PROVIDED INFORMATION:
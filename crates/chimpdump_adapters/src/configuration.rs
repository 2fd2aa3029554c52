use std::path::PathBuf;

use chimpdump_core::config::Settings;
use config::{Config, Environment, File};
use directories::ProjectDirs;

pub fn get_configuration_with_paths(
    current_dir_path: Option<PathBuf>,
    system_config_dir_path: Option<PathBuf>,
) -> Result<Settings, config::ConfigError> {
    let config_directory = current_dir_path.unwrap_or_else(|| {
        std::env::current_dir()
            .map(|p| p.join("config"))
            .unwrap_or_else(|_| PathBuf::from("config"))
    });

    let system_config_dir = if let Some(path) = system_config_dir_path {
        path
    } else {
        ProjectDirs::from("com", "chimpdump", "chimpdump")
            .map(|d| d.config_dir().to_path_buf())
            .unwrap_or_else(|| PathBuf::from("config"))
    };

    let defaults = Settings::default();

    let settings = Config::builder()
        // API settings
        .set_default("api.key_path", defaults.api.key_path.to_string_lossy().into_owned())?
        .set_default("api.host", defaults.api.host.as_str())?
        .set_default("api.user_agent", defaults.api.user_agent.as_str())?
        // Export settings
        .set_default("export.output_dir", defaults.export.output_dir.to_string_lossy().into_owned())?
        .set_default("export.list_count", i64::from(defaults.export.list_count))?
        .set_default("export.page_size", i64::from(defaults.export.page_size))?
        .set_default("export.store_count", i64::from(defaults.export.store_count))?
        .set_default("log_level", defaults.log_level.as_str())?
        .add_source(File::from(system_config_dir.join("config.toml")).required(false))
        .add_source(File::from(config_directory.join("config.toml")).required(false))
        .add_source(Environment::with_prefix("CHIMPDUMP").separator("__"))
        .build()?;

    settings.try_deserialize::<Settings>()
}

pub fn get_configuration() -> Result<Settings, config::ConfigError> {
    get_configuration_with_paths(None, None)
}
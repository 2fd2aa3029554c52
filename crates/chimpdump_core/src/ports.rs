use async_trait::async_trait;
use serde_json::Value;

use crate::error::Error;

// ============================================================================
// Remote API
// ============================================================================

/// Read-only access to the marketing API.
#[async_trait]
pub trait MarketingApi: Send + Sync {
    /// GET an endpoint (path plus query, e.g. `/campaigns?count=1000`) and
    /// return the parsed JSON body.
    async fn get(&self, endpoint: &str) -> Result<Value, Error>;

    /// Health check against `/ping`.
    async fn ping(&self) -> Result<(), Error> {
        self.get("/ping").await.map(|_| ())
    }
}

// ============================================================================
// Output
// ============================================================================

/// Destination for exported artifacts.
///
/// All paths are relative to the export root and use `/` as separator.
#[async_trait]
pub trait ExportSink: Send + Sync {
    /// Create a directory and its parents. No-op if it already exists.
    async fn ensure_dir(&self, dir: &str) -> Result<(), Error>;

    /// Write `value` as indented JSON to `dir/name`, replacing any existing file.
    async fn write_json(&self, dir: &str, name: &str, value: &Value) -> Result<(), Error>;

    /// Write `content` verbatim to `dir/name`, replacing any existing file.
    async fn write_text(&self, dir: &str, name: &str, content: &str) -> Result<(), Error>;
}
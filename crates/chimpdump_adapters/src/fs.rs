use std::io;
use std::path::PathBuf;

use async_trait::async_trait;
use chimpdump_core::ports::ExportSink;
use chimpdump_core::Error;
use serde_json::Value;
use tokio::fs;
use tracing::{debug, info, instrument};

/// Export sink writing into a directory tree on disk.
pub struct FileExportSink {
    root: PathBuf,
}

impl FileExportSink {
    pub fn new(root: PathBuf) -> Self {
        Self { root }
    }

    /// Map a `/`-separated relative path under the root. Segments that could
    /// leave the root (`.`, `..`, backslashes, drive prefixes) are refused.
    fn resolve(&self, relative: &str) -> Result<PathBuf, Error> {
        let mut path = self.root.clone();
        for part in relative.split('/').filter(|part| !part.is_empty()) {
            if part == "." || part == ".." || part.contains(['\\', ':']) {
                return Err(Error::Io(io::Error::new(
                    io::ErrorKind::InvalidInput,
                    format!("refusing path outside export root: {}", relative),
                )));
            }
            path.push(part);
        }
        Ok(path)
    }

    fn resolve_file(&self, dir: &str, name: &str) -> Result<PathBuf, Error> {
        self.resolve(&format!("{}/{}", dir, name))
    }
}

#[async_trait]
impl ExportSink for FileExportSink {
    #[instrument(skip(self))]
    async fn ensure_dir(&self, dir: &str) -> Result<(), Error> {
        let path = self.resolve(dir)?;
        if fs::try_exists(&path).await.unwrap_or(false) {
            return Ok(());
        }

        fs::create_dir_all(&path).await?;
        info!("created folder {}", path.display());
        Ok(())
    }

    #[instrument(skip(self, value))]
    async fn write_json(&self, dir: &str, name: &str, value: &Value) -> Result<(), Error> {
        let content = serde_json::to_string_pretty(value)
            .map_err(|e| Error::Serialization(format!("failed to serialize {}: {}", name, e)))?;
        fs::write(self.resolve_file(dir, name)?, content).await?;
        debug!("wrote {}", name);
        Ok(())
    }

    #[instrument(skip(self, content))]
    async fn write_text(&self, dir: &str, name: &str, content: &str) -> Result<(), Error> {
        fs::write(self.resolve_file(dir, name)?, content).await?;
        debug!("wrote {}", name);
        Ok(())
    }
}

PROBLEM TO SOLVE:
Output every record above exactly as it was given.

EXERCISE RESULT:
filename crates/chimpdump_adapters/src/configuration.rs
repository 2fd2aa3029554c52
use std::path::PathBuf;

use chimpdump_core::config::Settings;
use config::{Config, Environment, File};
use directories::ProjectDirs;

pub fn get_configuration_with_paths(
    current_dir_path: Option<PathBuf>,
    system_config_dir_path: Option<PathBuf>,
) -> Result<Settings, config::ConfigError> {
    let config_directory = current_dir_path.unwrap_or_else(|| {
        std::env::current_dir()
            .map(|p| p.join("config"))
            .unwrap_or_else(|_| PathBuf::from("config"))
    });

    let system_config_dir = if let Some(path) = system_config_dir_path {
        path
    } else {
        ProjectDirs::from("com", "chimpdump", "chimpdump")
            .map(|d| d.config_dir().to_path_buf())
            .unwrap_or_else(|| PathBuf::from("config"))
    };

    let defaults = Settings::default();

    let settings = Config::builder()
        // API settings
        .set_default("api.key_path", defaults.api.key_path.to_string_lossy().into_owned())?
        .set_default("api.host", defaults.api.host.as_str())?
        .set_default("api.user_agent", defaults.api.user_agent.as_str())?
        // Export settings
        .set_default("export.output_dir", defaults.export.output_dir.to_string_lossy().into_owned())?
        .set_default("export.list_count", i64::from(defaults.export.list_count))?
        .set_default("export.page_size", i64::from(defaults.export.page_size))?
        .set_default("export.store_count", i64::from(defaults.export.store_count))?
        .set_default("log_level", defaults.log_level.as_str())?
        .add_source(File::from(system_config_dir.join("config.toml")).required(false))
        .add_source(File::from(config_directory.join("config.toml")).required(false))
        .add_source(Environment::with_prefix("CHIMPDUMP").separator("__"))
        .build()?;

    settings.try_deserialize::<Settings>()
}

pub fn get_configuration() -> Result<Settings, config::ConfigError> {
    get_configuration_with_paths(None, None)
}
repository 2fd2aa3029554c52
filename crates/chimpdump_core/src/ports.rs
use async_trait::async_trait;
use serde_json::Value;

use crate::error::Error;

// ============================================================================
// Remote API
// ============================================================================

/// Read-only access to the marketing API.
#[async_trait]
pub trait MarketingApi: Send + Sync {
    /// GET an endpoint (path plus query, e.g. `/campaigns?count=1000`) and
    /// return the parsed JSON body.
    async fn get(&self, endpoint: &str) -> Result<Value, Error>;

    /// Health check against `/ping`.
    async fn ping(&self) -> Result<(), Error> {
        self.get("/ping").await.map(|_| ())
    }
}

// ============================================================================
// Output
// ============================================================================

/// Destination for exported artifacts.
///
/// All paths are relative to the export root and use `/` as separator.
#[async_trait]
pub trait ExportSink: Send + Sync {
    /// Create a directory and its parents. No-op if it already exists.
    async fn ensure_dir(&self, dir: &str) -> Result<(), Error>;

    /// Write `value` as indented JSON to `dir/name`, replacing any existing file.
    async fn write_json(&self, dir: &str, name: &str, value: &Value) -> Result<(), Error>;

    /// Write `content` verbatim to `dir/name`, replacing any existing file.
    async fn write_text(&self, dir: &str, name: &str, content: &str) -> Result<(), Error>;
}
filename crates/chimpdump_adapters/src/fs.rs
use std::io;
use std::path::PathBuf;

use async_trait::async_trait;
use chimpdump_core::ports::ExportSink;
use chimpdump_core::Error;
use serde_json::Value;
use tokio::fs;
use tracing::{debug, info, instrument};

/// Export sink writing into a directory tree on disk.
pub struct FileExportSink {
    root: PathBuf,
}

impl FileExportSink {
    pub fn new(root: PathBuf) -> Self {
        Self { root }
    }

    /// Map a `/`-separated relative path under the root. Segments that could
    /// leave the root (`.`, `..`, backslashes, drive prefixes) are refused.
    fn resolve(&self, relative: &str) -> Result<PathBuf, Error> {
        let mut path = self.root.clone();
        for part in relative.split('/').filter(|part| !part.is_empty()) {
            if part == "." || part == ".." || part.contains(['\\', ':']) {
                return Err(Error::Io(io::Error::new(
                    io::ErrorKind::InvalidInput,
                    format!("refusing path outside export root: {}", relative),
                )));
            }
            path.push(part);
        }
        Ok(path)
    }

    fn resolve_file(&self, dir: &str, name: &str) -> Result<PathBuf, Error> {
        self.resolve(&format!("{}/{}", dir, name))
    }
}

#[async_trait]
impl ExportSink for FileExportSink {
    #[instrument(skip(self))]
    async fn ensure_dir(&self, dir: &str) -> Result<(), Error> {
        let path = self.resolve(dir)?;
        if fs::try_exists(&path).await.unwrap_or(false) {
            return Ok(());
        }

        fs::create_dir_all(&path).await?;
        info!("created folder {}", path.display());
        Ok(())
    }

    #[instrument(skip(self, value))]
    async fn write_json(&self, dir: &str, name: &str, value: &Value) -> Result<(), Error> {
        let content = serde_json::to_string_pretty(value)
            .map_err(|e| Error::Serialization(format!("failed to serialize {}: {}", name, e)))?;
        fs::write(self.resolve_file(dir, name)?, content).await?;
        debug!("wrote {}", name);
        Ok(())
    }

    #[instrument(skip(self, content))]
    async fn write_text(&self, dir: &str, name: &str, content: &str) -> Result<(), Error> {
        fs::write(self.resolve_file(dir, name)?, content).await?;
        debug!("wrote {}", name);
        Ok(())
    }
}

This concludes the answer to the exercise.